* Instructions for the task:
Each line in the data holding "const" should be listed.

* Source material:

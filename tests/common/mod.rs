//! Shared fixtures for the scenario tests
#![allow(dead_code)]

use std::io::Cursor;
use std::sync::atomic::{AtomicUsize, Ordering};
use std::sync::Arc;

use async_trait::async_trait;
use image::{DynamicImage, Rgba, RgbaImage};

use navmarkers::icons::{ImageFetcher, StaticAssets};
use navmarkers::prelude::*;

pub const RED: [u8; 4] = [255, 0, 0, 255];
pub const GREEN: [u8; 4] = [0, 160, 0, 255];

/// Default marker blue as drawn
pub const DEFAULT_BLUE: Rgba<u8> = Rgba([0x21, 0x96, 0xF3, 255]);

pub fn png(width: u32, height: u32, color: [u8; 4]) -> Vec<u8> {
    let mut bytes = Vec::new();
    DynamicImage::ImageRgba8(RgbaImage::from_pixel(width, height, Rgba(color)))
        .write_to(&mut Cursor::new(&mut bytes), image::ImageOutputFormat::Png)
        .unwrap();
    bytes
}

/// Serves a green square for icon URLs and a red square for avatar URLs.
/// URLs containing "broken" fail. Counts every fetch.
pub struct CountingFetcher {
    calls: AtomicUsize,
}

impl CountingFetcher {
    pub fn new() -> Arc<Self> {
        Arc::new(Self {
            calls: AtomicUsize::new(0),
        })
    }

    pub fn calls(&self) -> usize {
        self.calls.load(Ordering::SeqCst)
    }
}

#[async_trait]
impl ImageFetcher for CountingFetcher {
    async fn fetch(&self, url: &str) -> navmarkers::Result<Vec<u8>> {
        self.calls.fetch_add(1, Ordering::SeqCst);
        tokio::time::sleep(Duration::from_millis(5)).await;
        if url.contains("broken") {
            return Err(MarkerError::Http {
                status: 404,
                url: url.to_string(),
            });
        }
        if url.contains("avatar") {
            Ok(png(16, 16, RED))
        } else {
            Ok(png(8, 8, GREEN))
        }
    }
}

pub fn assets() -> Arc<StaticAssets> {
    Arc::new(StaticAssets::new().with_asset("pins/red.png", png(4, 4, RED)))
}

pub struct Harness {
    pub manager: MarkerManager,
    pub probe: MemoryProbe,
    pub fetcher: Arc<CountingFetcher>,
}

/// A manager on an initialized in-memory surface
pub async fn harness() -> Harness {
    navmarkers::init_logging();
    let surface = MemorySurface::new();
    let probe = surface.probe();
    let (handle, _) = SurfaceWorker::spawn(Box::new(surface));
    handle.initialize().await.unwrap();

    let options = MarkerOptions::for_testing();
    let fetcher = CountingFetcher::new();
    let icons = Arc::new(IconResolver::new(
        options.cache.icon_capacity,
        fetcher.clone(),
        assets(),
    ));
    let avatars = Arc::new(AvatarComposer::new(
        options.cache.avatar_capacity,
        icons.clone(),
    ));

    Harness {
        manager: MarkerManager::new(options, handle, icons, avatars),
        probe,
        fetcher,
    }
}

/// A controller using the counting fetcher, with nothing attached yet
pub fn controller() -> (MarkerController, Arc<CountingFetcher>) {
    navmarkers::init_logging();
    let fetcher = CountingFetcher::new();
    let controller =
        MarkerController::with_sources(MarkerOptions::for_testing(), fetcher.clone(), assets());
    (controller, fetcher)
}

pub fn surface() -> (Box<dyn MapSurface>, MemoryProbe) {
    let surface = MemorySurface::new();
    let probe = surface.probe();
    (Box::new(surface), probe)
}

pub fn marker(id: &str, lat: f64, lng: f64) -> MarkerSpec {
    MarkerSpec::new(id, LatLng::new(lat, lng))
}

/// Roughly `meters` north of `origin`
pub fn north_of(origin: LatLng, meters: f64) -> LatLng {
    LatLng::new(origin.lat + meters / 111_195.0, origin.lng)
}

* Response to this task:
pub const RED: [u8; 4] = [255, 0, 0, 255];
pub const GREEN: [u8; 4] = [0, 160, 0, 255];
pub const DEFAULT_BLUE: Rgba<u8> = Rgba([0x21, 0x96, 0xF3, 255]);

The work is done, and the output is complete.